In the original maternity information pack there was a scrappy photocopied leaflet advertising the local council’s aqua natal class which you could join after your 12 week scan. I wasn’t sure aqua natal was for me.  I did yet more research on ANY exercise classes for pregnant women and discovered that the one hour aqua natal class on a Wednesday evening was the sum total of the local offer. So much for encouraging pregnant women to keep active!

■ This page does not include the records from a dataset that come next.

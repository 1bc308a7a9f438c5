use bytes::Bytes;
use chrono::{DateTime, Utc};
use serde::{Deserialize, Serialize};

use crate::shared::db::models::{Command, CommandId, NewReading, OrganizationId, SensorId};

#[derive(Debug, Clone)]
pub struct InboundMessage {
    pub topic: String,
    pub payload: Bytes,
}

/// Where an inbound publish belongs. The organization segment is trusted:
/// the broker's ACL only lets a device publish under its own tenant.
#[derive(Debug, Clone, PartialEq, Eq)]
pub enum Topic {
    Readings { organization_id: OrganizationId },
    CommandResponse { organization_id: OrganizationId, command_id: CommandId },
}

impl Topic {
    pub fn readings_filter(prefix: &str) -> String {
        format!("{}/+/readings", prefix)
    }

    pub fn responses_filter(prefix: &str) -> String {
        format!("{}/+/commands/+/response", prefix)
    }

    pub fn command(prefix: &str, organization_id: &str, sensor_id: SensorId) -> String {
        format!("{}/{}/sensors/{}/commands", prefix, organization_id, sensor_id)
    }

    pub fn parse(prefix: &str, topic: &str) -> Option<Topic> {
        let rest = topic.strip_prefix(prefix)?.strip_prefix('/')?;
        let parts: Vec<&str> = rest.split('/').collect();
        match parts.as_slice() {
            [org, "readings"] if !org.is_empty() => Some(Topic::Readings {
                organization_id: org.to_string(),
            }),
            [org, "commands", id, "response"] if !org.is_empty() => Some(Topic::CommandResponse {
                organization_id: org.to_string(),
                command_id: id.parse().ok()?,
            }),
            _ => None,
        }
    }
}

/// Devices send a wrapped batch, a bare array or a single reading.
#[derive(Debug, Deserialize)]
#[serde(untagged)]
pub enum ReadingsPayload {
    Batch { readings: Vec<NewReading> },
    Many(Vec<NewReading>),
    One(NewReading),
}

impl ReadingsPayload {
    pub fn into_batch(self) -> Vec<NewReading> {
        match self {
            ReadingsPayload::Batch { readings } => readings,
            ReadingsPayload::Many(readings) => readings,
            ReadingsPayload::One(reading) => vec![reading],
        }
    }
}

#[derive(Debug, Serialize, Deserialize)]
pub struct CommandDispatch {
    #[serde(rename = "commandId")]
    pub command_id: CommandId,
    #[serde(rename = "type")]
    pub command_type: String,
    pub payload: Option<String>,
    pub attempt: u32,
    #[serde(rename = "issuedAt")]
    pub issued_at: DateTime<Utc>,
}

impl From<&Command> for CommandDispatch {
    fn from(command: &Command) -> Self {
        CommandDispatch {
            command_id: command.id,
            command_type: command.command_type.clone(),
            payload: command.payload.clone(),
            attempt: command.retry_count + 1,
            issued_at: command.created_at,
        }
    }
}

#[derive(Debug, Deserialize)]
pub struct CommandResponse {
    pub success: bool,
    #[serde(default)]
    pub response: Option<String>,
    #[serde(default)]
    pub error: Option<String>,
}
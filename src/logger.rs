use env_logger::{Builder, Env};
use std::io::Write;

/// Installs the process logger. `RUST_LOG`, when set, wins over `level`.
pub fn start_log(level: &str) {
    Builder::from_env(Env::default().default_filter_or(level))
        .format(|buf, record| writeln!(buf, "{}: {}: {}", buf.timestamp(), record.level(), record.args()))
        .init();
}
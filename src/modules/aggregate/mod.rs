//! Hourly rollups of readings per `(organization, sensor, hour)`.
//!
//! Ingestion marks the buckets it touched; a refresh recomputes exactly those
//! buckets from the raw rows. Nothing is folded incrementally into a running
//! value, so a refreshed bucket always equals a full recomputation.

use chrono::{DateTime, Duration, TimeZone, Utc};
use serde::Serialize;
use std::collections::{BTreeMap, BTreeSet};
use tokio::sync::{Mutex, RwLock};

use crate::modules::hypertable::Hypertable;
use crate::shared::db::models::{OrganizationId, Reading, SensorId};
use crate::shared::db::records::{to_db_time, HourlyRow};
use crate::shared::db::Persistence;
use crate::shared::errors::AppResult;

type BucketKey = (OrganizationId, SensorId, DateTime<Utc>);

#[derive(Debug, Clone, PartialEq, Serialize)]
pub struct AggregateBucket {
    pub organization_id: OrganizationId,
    pub sensor_id: SensorId,
    pub bucket: DateTime<Utc>,
    pub avg_value: f64,
    pub min_value: f64,
    pub max_value: f64,
    pub reading_count: u64,
}

impl AggregateBucket {
    /// `None` for an empty slice; buckets never exist without data.
    pub fn compute(
        organization_id: &str,
        sensor_id: SensorId,
        bucket: DateTime<Utc>,
        rows: &[Reading],
    ) -> Option<Self> {
        let first = rows.first()?;
        let mut sum = 0.0;
        let mut min = first.value;
        let mut max = first.value;
        for r in rows {
            sum += r.value;
            min = min.min(r.value);
            max = max.max(r.value);
        }
        Some(AggregateBucket {
            organization_id: organization_id.to_string(),
            sensor_id,
            bucket,
            avg_value: sum / rows.len() as f64,
            min_value: min,
            max_value: max,
            reading_count: rows.len() as u64,
        })
    }
}

#[derive(Debug, Default, Clone, Copy, PartialEq, Eq, Serialize)]
pub struct RefreshReport {
    pub refreshed: usize,
    pub emptied: usize,
    pub expired: usize,
}

pub fn hour_bucket(timestamp: DateTime<Utc>) -> DateTime<Utc> {
    let secs = timestamp.timestamp().div_euclid(3600) * 3600;
    Utc.timestamp_opt(secs, 0)
        .single()
        .unwrap_or(DateTime::<Utc>::MIN_UTC)
}

#[derive(Debug, Default)]
pub struct ContinuousAggregate {
    buckets: RwLock<BTreeMap<BucketKey, AggregateBucket>>,
    invalidated: Mutex<BTreeSet<BucketKey>>,
    store: Persistence,
}

impl ContinuousAggregate {
    pub fn new() -> Self {
        ContinuousAggregate::default()
    }

    pub fn with_store(store: Persistence) -> Self {
        ContinuousAggregate {
            store,
            ..ContinuousAggregate::default()
        }
    }

    /// Loads the stored rollups. The invalidation set is not stored, so the
    /// caller invalidates the restored raw rows again.
    pub async fn restore(&self) -> AppResult<()> {
        let stored = self.store.load(|db| db.load_rollups()).await?;
        let mut buckets = self.buckets.write().await;
        for row in stored {
            let bucket = row.into_model()?;
            buckets.insert(
                (bucket.organization_id.clone(), bucket.sensor_id, bucket.bucket),
                bucket,
            );
        }
        log::info!("restored {} hourly rollup(s)", buckets.len());
        Ok(())
    }

    pub async fn invalidate(&self, rows: &[Reading]) {
        let mut pending = self.invalidated.lock().await;
        for r in rows {
            pending.insert((r.organization_id.clone(), r.sensor_id, hour_bucket(r.timestamp)));
        }
    }

    pub async fn pending(&self) -> usize {
        self.invalidated.lock().await.len()
    }

    /// Recomputes invalidated buckets. Buckets that ended before `cutoff` are
    /// no longer backed by raw rows and keep their last refreshed values.
    ///
    /// On failure the unprocessed keys are put back for the next refresh.
    pub async fn refresh(&self, table: &Hypertable, cutoff: DateTime<Utc>) -> AppResult<RefreshReport> {
        let keys = std::mem::take(&mut *self.invalidated.lock().await);
        let mut report = RefreshReport::default();
        let mut remaining = keys.into_iter();

        while let Some(key) = remaining.next() {
            let end = key.2 + Duration::hours(1);
            if end <= cutoff {
                report.expired += 1;
                continue;
            }

            if let Err(e) = self.recompute(table, &key, end, &mut report).await {
                let mut pending = self.invalidated.lock().await;
                pending.insert(key);
                pending.extend(remaining);
                return Err(e);
            }
        }
        Ok(report)
    }

    async fn recompute(
        &self,
        table: &Hypertable,
        key: &BucketKey,
        end: DateTime<Utc>,
        report: &mut RefreshReport,
    ) -> AppResult<()> {
        let (org, sensor, start) = key;
        let rows = table.query_sensor(org, *sensor, *start, end).await?;
        let mut buckets = self.buckets.write().await;
        match AggregateBucket::compute(org, *sensor, *start, &rows) {
            Some(bucket) => {
                let row = HourlyRow::from_model(&bucket);
                self.store.write(move |db| db.upsert_rollup(&row)).await?;
                buckets.insert(key.clone(), bucket);
                report.refreshed += 1;
            }
            None => {
                if buckets.contains_key(key) {
                    let (org, sensor, stamp) = (org.clone(), *sensor, to_db_time(*start));
                    self.store
                        .write(move |db| db.delete_rollup(&org, sensor, &stamp))
                        .await?;
                    buckets.remove(key);
                    report.emptied += 1;
                }
            }
        }
        Ok(())
    }

    /// Buckets overlapping `[from, to)`, oldest first.
    pub async fn query(
        &self,
        organization_id: &str,
        sensor_id: SensorId,
        from: DateTime<Utc>,
        to: DateTime<Utc>,
    ) -> Vec<AggregateBucket> {
        if from >= to {
            return Vec::new();
        }
        let lower = (organization_id.to_string(), sensor_id, hour_bucket(from));
        let upper = (organization_id.to_string(), sensor_id, to);
        self.buckets
            .read()
            .await
            .range(lower..upper)
            .map(|(_, b)| b.clone())
            .collect()
    }

    pub async fn purge_organization(&self, organization_id: &str) -> AppResult<usize> {
        self.invalidated
            .lock()
            .await
            .retain(|(org, ..)| org != organization_id);
        let org = organization_id.to_string();
        self.store
            .write(move |db| db.delete_rollups(&org).map(|_| ()))
            .await?;
        let mut buckets = self.buckets.write().await;
        let before = buckets.len();
        buckets.retain(|(org, ..), _| org != organization_id);
        Ok(before - buckets.len())
    }
}
use std::sync::Arc;

use iot_telemetry::{
    logger,
    modules::{lifecycle::PolicyScheduler, mqtt},
    shared::{config::Configs, errors::AppResult},
    TelemetryEngine,
};
use tokio_util::sync::CancellationToken;

#[tokio::main]
async fn main() -> AppResult<()> {
    let configs = Configs::from_env()?;
    logger::start_log(&configs.logging.level);

    let engine = Arc::new(TelemetryEngine::open(configs.clone()).await?);
    log::info!("Telemetry engine ready: {:?}", engine.capabilities());

    let cancel = CancellationToken::new();
    let mut workers = PolicyScheduler::new(Arc::clone(&engine), cancel.clone()).spawn();

    match configs.mqtt {
        Some(mqtt_config) => match mqtt::start_mqtt(Arc::clone(&engine), mqtt_config, cancel.clone()).await {
            Ok(handles) => workers.extend(handles),
            Err(e) => {
                log::error!("Failed to start mqtt: {}", e);
                cancel.cancel();
                futures::future::join_all(workers).await;
                return Err(e);
            }
        },
        None => log::warn!("No [mqtt] section configured, broker ingestion disabled"),
    }

    if let Err(e) = tokio::signal::ctrl_c().await {
        log::error!("Failed to listen for shutdown signal: {}", e);
    }
    log::info!("Shutting down...");
    cancel.cancel();
    futures::future::join_all(workers).await;
    log::info!("Stopped");
    Ok(())
}
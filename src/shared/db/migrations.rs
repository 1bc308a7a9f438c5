use diesel::connection::SimpleConnection;
use diesel::prelude::*;
use diesel::sql_types::Integer;
use diesel::sqlite::SqliteConnection;

use crate::shared::errors::{AppError, AppResult};

/// Applied in order; `PRAGMA user_version` records how many ran.
pub const MIGRATIONS: &[&str] = &[V1];

// language=sql
const V1: &str = r#"
    CREATE TABLE IF NOT EXISTS organizations (
        id TEXT NOT NULL PRIMARY KEY,
        name TEXT NOT NULL,
        owner_id TEXT NOT NULL,
        subscription_plan TEXT NOT NULL,
        storage_limit_gb INTEGER NOT NULL,
        created_at TEXT NOT NULL
    );

    CREATE TABLE IF NOT EXISTS assets (
        id INTEGER NOT NULL PRIMARY KEY,
        organization_id TEXT NOT NULL,
        name TEXT NOT NULL,
        asset_type TEXT NOT NULL,
        location TEXT NOT NULL,
        status TEXT NOT NULL,
        last_seen TEXT,
        metadata TEXT NOT NULL
    );
    CREATE INDEX IF NOT EXISTS ix_assets_org ON assets (organization_id);

    CREATE TABLE IF NOT EXISTS sensors (
        id INTEGER NOT NULL PRIMARY KEY,
        organization_id TEXT NOT NULL,
        asset_id INTEGER NOT NULL,
        name TEXT NOT NULL,
        sensor_type TEXT NOT NULL,
        unit TEXT NOT NULL,
        threshold_low REAL,
        threshold_high REAL,
        min_value REAL,
        max_value REAL,
        sampling_interval_ms INTEGER NOT NULL,
        is_active INTEGER NOT NULL,
        protocol INTEGER NOT NULL,
        metadata TEXT NOT NULL
    );
    CREATE INDEX IF NOT EXISTS ix_sensors_org ON sensors (organization_id);

    -- timestamps are RFC 3339 with nanoseconds, so text order is time order
    CREATE TABLE IF NOT EXISTS readings (
        id INTEGER NOT NULL,
        timestamp TEXT NOT NULL,
        organization_id TEXT NOT NULL,
        sensor_id INTEGER NOT NULL,
        value REAL NOT NULL,
        protocol INTEGER NOT NULL,
        quality INTEGER NOT NULL,
        notes TEXT,
        metadata TEXT,
        chunk_start INTEGER NOT NULL,
        chunk_partition INTEGER NOT NULL,
        PRIMARY KEY (id, timestamp)
    );
    CREATE INDEX IF NOT EXISTS ix_readings_org_sensor_timestamp
        ON readings (organization_id, sensor_id, timestamp);
    CREATE INDEX IF NOT EXISTS ix_readings_org_timestamp
        ON readings (organization_id, timestamp);
    CREATE INDEX IF NOT EXISTS ix_readings_chunk
        ON readings (chunk_start, chunk_partition);

    CREATE TABLE IF NOT EXISTS chunks (
        chunk_start INTEGER NOT NULL,
        chunk_partition INTEGER NOT NULL,
        compressed INTEGER NOT NULL DEFAULT 0,
        PRIMARY KEY (chunk_start, chunk_partition)
    );

    CREATE TABLE IF NOT EXISTS pending_evaluations (
        organization_id TEXT NOT NULL,
        reading_id INTEGER NOT NULL,
        timestamp TEXT NOT NULL,
        chunk_start INTEGER NOT NULL,
        chunk_partition INTEGER NOT NULL,
        PRIMARY KEY (organization_id, reading_id)
    );

    CREATE TABLE IF NOT EXISTS alerts (
        id INTEGER NOT NULL PRIMARY KEY,
        organization_id TEXT NOT NULL,
        sensor_id INTEGER NOT NULL,
        reading_id INTEGER NOT NULL,
        timestamp TEXT NOT NULL,
        severity TEXT NOT NULL,
        message TEXT NOT NULL,
        trigger_value REAL NOT NULL,
        threshold_value REAL,
        acknowledged INTEGER NOT NULL,
        acknowledged_at TEXT,
        acknowledged_by TEXT,
        notes TEXT,
        protocol INTEGER NOT NULL,
        metadata TEXT NOT NULL,
        UNIQUE (organization_id, reading_id)
    );
    CREATE INDEX IF NOT EXISTS ix_alerts_org_acknowledged_timestamp
        ON alerts (organization_id, acknowledged, timestamp);

    CREATE TABLE IF NOT EXISTS commands (
        id INTEGER NOT NULL PRIMARY KEY,
        organization_id TEXT NOT NULL,
        user_id TEXT NOT NULL,
        sensor_id INTEGER NOT NULL,
        command_type TEXT NOT NULL,
        payload TEXT,
        status TEXT NOT NULL,
        created_at TEXT NOT NULL,
        executed_at TEXT,
        completed_at TEXT,
        error_message TEXT,
        response TEXT,
        retry_count INTEGER NOT NULL,
        max_retries INTEGER NOT NULL,
        metadata TEXT NOT NULL
    );
    CREATE INDEX IF NOT EXISTS ix_commands_org_status_created_at
        ON commands (organization_id, status, created_at);
    CREATE INDEX IF NOT EXISTS ix_commands_org_user
        ON commands (organization_id, user_id);

    CREATE TABLE IF NOT EXISTS connection_credentials (
        id INTEGER NOT NULL PRIMARY KEY,
        organization_id TEXT NOT NULL,
        name TEXT NOT NULL,
        endpoint_uri TEXT NOT NULL,
        client_id TEXT,
        username TEXT NOT NULL,
        encrypted_password TEXT NOT NULL,
        encryption_iv TEXT NOT NULL,
        protocol INTEGER NOT NULL,
        created_at TEXT NOT NULL,
        last_used_at TEXT,
        is_active INTEGER NOT NULL,
        UNIQUE (organization_id, name)
    );

    CREATE TABLE IF NOT EXISTS readings_hourly (
        organization_id TEXT NOT NULL,
        sensor_id INTEGER NOT NULL,
        bucket TEXT NOT NULL,
        avg_value REAL NOT NULL,
        min_value REAL NOT NULL,
        max_value REAL NOT NULL,
        reading_count INTEGER NOT NULL,
        PRIMARY KEY (organization_id, sensor_id, bucket)
    );
"#;

#[derive(QueryableByName)]
struct UserVersion {
    #[diesel(sql_type = Integer)]
    user_version: i32,
}

/// Brings the schema up to date. Returns the resulting version.
pub fn run(conn: &mut SqliteConnection) -> AppResult<usize> {
    // Also the first statement that reads the file, so a foreign file fails here.
    conn.batch_execute("PRAGMA journal_mode = WAL;")
        .map_err(|e| AppError::from_diesel_err(e, "While opening store:"))?;

    let current = diesel::sql_query("PRAGMA user_version")
        .get_result::<UserVersion>(conn)
        .map_err(|e| AppError::from_diesel_err(e, "While reading schema version:"))?
        .user_version
        .max(0) as usize;
    if current > MIGRATIONS.len() {
        return Err(AppError::Configuration(format!(
            "store schema version {} is newer than this build ({})",
            current,
            MIGRATIONS.len()
        )));
    }

    for (index, sql) in MIGRATIONS.iter().enumerate().skip(current) {
        let version = index + 1;
        conn.transaction::<_, diesel::result::Error, _>(|conn| {
            conn.batch_execute(sql)?;
            conn.batch_execute(&format!("PRAGMA user_version = {};", version))
        })
        .map_err(|e| AppError::from_diesel_err(e, "While migrating store:"))?;
        log::info!("store migrated to version {}", version);
    }
    Ok(MIGRATIONS.len())
}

I don’t know how you feel about aqua natal but I was very unsure, it just felt a bit dated and only offers the benefits of exercise.  Given that lots of people don’t enjoy swimming and lots of women, pregnant or otherwise, feel self-conscious in swimming costumes, then it feels even more inappropriate as the one and only activity offered by my local authority and NHS. Pregnancy yoga on the other hand includes breathing, exercise and relaxation. It teaches positions to help with pregnancy side effects such as bad backs and swollen joints, it helps get the baby in the right position for labour and you learn breathing techniques to assist with both relaxation and during labour. I started by doing quite a few YouTube pregnancy yoga tutorials but ended up buying this Tara Lee dvd which I love doing and, as an added bonus, also includes a section on hypnobirthing. Much as though I really wanted to meet other pregnant women, I felt that practising yoga by myself was the only viable option. Such a shame when there is so much emphasis on keeping fit and healthy and, for us over 50’s, that feels even more important.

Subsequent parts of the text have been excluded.